Una figura dotata di pochi, modesti, abusati equipaggiamenti e optional (considerata la centralità del ruolo: sta in scena dall'inizio alla fine …): tra un trascorso strabattuto (la carriera di leader di una band femminile lasciata per fare la mammina a tempo pieno) e un presente di rimpianti e paranoie (il marito assente, probabilmente adultero) il paesaggio concepito è desolante. In aggiunta, la scelta dell'attrice protagonista è – eufemismo – infelice: a Katrina Bowden (una carriera di ruoli e apparizioni tv e horror di quart'ordine) si può giusto riconoscere l'indubbia avvenenza. E basta. Per il resto, meglio lasciar perdere (imperdibile quando urla – sì, urla/ringhia – a un lupo intento a divorare simpaticamente il cadavere di una bestia: il lupo scappa, il pubblico ride. Che cagna!).
Oh, e poi c'è l'auto.
Il design è carino ma nulla di così accattivante – né granitico e minaccioso, possente, oltre che "fisico" – di come titolo, logo e intenzioni vorrebbero suggerire. Una “supercar” guidata da un'intelligenza artificiale di nome Lilith (come il personaggio creato da Luca Enoch per la Bonelli) a cui nella versione originale presta la voce Katherine Kelly Lang (Brooke di Beautiful): in pratica una KITT in gonnella, altrettanto invadente e irritante ma meno geniale
Un trascurabile accessorio.
Altro peccato mortale è la regia. Piatta, di servizio, insufficiente. Ivan Silvestrini non riesce a gestire minimamente né la tensione che la storia richiederebbe (l'unica sequenza azzeccata è quella preceduta dall'immagine fissata sulla locandina, quando la Bowden attacca disperata l'auto con una grossa chiave inglese) né il ritmo (la durata non supera i novanta minuti eppure i tempi morti e gli sbadigli si palesano con sorprendete regolarità: ripassarsi Locke, per le parti ambientate dentro l'abitacolo, non sarebbe stato affatto un male, eh) né, ancora peggio, a rendere la “presenza” del deserto (colpa da condividere con il responsabile della fotografia).
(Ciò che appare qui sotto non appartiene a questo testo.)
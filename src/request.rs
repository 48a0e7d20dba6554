use log::warn;
use rand::Rng;
use serde_json::{json, Map, Value};

use crate::error::{Flux2Error, Result};
use crate::types::{Model, OutputFormat};

/// Builder for a FLUX.2 generation or editing request.
///
/// Reference images are URLs or base64 strings; the first one becomes the
/// `input_image` payload key and the rest `input_image_2`, `input_image_3`,
/// and so on, up to the model's cap.
///
/// # Example
/// ```
/// use flux2_nodes::{GenerationRequest, Model};
///
/// let request = GenerationRequest::new("a lighthouse at dusk")
///     .model(Model::Flex)
///     .size(1024, 768)
///     .seed(42)
///     .guidance(5.0)
///     .steps(28);
///
/// let (payload, seed) = request.to_payload().unwrap();
/// assert_eq!(seed, 42);
/// assert_eq!(payload["width"], 1024);
/// ```
#[derive(Debug, Clone)]
pub struct GenerationRequest {
    pub prompt: String,
    pub model: Model,
    /// Reference images as URLs or base64 strings, base image first.
    pub references: Vec<String>,
    /// Output width in pixels. 0 = use default / match input.
    pub width: u32,
    /// Output height in pixels. 0 = use default / match input.
    pub height: u32,
    /// Seed. Negative = resolve to a random value at submission.
    pub seed: i64,
    /// Moderation level, 0 (strict) to 6 (most permissive).
    pub safety_tolerance: u8,
    pub output_format: OutputFormat,
    /// Prompt adherence, 1.5 to 10. Flex only.
    pub guidance: Option<f64>,
    /// Inference steps, 1 to 50. Flex only.
    pub steps: Option<u32>,
}

impl GenerationRequest {
    /// Create a request with the given prompt and the pro model. Dimensions
    /// default to 0 (let the API decide), seed to random.
    pub fn new(prompt: impl Into<String>) -> Self {
        Self {
            prompt: prompt.into(),
            model: Model::Pro,
            references: Vec::new(),
            width: 0,
            height: 0,
            seed: -1,
            safety_tolerance: 2,
            output_format: OutputFormat::default(),
            guidance: None,
            steps: None,
        }
    }

    /// Set the target model endpoint.
    pub fn model(mut self, model: Model) -> Self {
        self.model = model;
        self
    }

    /// Set output dimensions. 0 means "use default / match input".
    pub fn size(mut self, width: u32, height: u32) -> Self {
        self.width = width;
        self.height = height;
        self
    }

    /// Set a specific seed. Use -1 (the default) for random.
    pub fn seed(mut self, seed: i64) -> Self {
        self.seed = seed;
        self
    }

    /// Set the moderation level (0 = strict, 6 = most permissive).
    pub fn safety_tolerance(mut self, tolerance: u8) -> Self {
        self.safety_tolerance = tolerance;
        self
    }

    /// Set the output image format.
    pub fn output_format(mut self, format: OutputFormat) -> Self {
        self.output_format = format;
        self
    }

    /// Append a reference image (URL or base64 string). The first reference
    /// is the base image for edits.
    pub fn reference(mut self, image: impl Into<String>) -> Self {
        self.references.push(image.into());
        self
    }

    /// Set the guidance scale (flex only).
    pub fn guidance(mut self, guidance: f64) -> Self {
        self.guidance = Some(guidance);
        self
    }

    /// Set the number of inference steps (flex only).
    pub fn steps(mut self, steps: u32) -> Self {
        self.steps = Some(steps);
        self
    }

    /// Check all parameters against the API's documented ranges.
    ///
    /// Runs before any network call so bad inputs never cost a round trip.
    pub fn validate(&self) -> Result<()> {
        for (name, dim) in [("width", self.width), ("height", self.height)] {
            if dim == 0 {
                continue; // 0 means "use default / match input"
            }
            if dim % 16 != 0 {
                return Err(Flux2Error::InvalidParameter(format!(
                    "{} must be a multiple of 16 (got {})",
                    name, dim
                )));
            }
            if !(64..=2048).contains(&dim) {
                return Err(Flux2Error::InvalidParameter(format!(
                    "{} must be between 64 and 2048 pixels (got {})",
                    name, dim
                )));
            }
        }

        if self.seed > u32::MAX as i64 {
            return Err(Flux2Error::InvalidParameter(format!(
                "seed must fit in 32 bits (got {})",
                self.seed
            )));
        }

        if self.safety_tolerance > 6 {
            return Err(Flux2Error::InvalidParameter(format!(
                "safety_tolerance must be between 0 and 6 (got {})",
                self.safety_tolerance
            )));
        }

        if !self.model.has_flex_controls() && (self.guidance.is_some() || self.steps.is_some()) {
            return Err(Flux2Error::InvalidParameter(format!(
                "guidance and steps are not accepted by the {} endpoint",
                self.model
            )));
        }

        if let Some(guidance) = self.guidance {
            if !(1.5..=10.0).contains(&guidance) {
                return Err(Flux2Error::InvalidParameter(format!(
                    "guidance must be between 1.5 and 10.0 (got {})",
                    guidance
                )));
            }
        }

        if let Some(steps) = self.steps {
            if !(1..=50).contains(&steps) {
                return Err(Flux2Error::InvalidParameter(format!(
                    "steps must be between 1 and 50 (got {})",
                    steps
                )));
            }
        }

        Ok(())
    }

    /// Build the API JSON payload and resolve the seed.
    ///
    /// Returns `(payload, actual_seed)`. When `seed` is negative, a random
    /// u32 seed is drawn and returned so it can be stored with the image.
    /// Unset optional fields and empty reference strings are omitted;
    /// references beyond the model's cap are dropped with a warning.
    pub fn to_payload(&self) -> Result<(Value, u32)> {
        self.validate()?;

        let seed = if self.seed < 0 {
            rand::rng().random::<u32>()
        } else {
            self.seed as u32
        };

        let mut payload = Map::new();
        if !self.prompt.trim().is_empty() {
            payload.insert("prompt".into(), json!(self.prompt));
        }

        let cap = self.model.max_reference_images();
        let mut slot = 0usize;
        for image in &self.references {
            let image = image.trim();
            if image.is_empty() {
                continue;
            }
            if slot >= cap {
                warn!(
                    "Dropping reference image beyond the {} cap of {}",
                    self.model, cap
                );
                continue;
            }
            let key = if slot == 0 {
                "input_image".to_string()
            } else {
                format!("input_image_{}", slot + 1)
            };
            payload.insert(key, json!(image));
            slot += 1;
        }

        if self.width > 0 {
            payload.insert("width".into(), json!(self.width));
        }
        if self.height > 0 {
            payload.insert("height".into(), json!(self.height));
        }
        payload.insert("seed".into(), json!(seed));
        payload.insert("safety_tolerance".into(), json!(self.safety_tolerance));
        payload.insert("output_format".into(), json!(self.output_format.as_str()));

        if let Some(guidance) = self.guidance {
            payload.insert("guidance".into(), json!(guidance));
        }
        if let Some(steps) = self.steps {
            payload.insert("steps".into(), json!(steps));
        }

        Ok((Value::Object(payload), seed))
    }
}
Di notte, banalmente sparisce. Di giorno, le riprese si limitano a un girato cartolinesco, neutro, senz'anima. Uno scenario – l'iconico deserto dello Utah – incidentale, poverissimo.
Finale “degno” (d'un tv movie della Lifetime ...) prima dei liberatori titoli di coda.
Come dire: buona (carina) l'idea, bellino pure il sito ad hoc, scarsa la realizzazione.
Alla Sergio Bonelli andrà meglio la prossima volta, si spera.
[p.s.: non ci azzecca una beneamata cinquecento scassata però il titolo del titolo m'evoca inevitabilmente quello di un album dei mastodontici Monster Magnet. Monolithic baby!]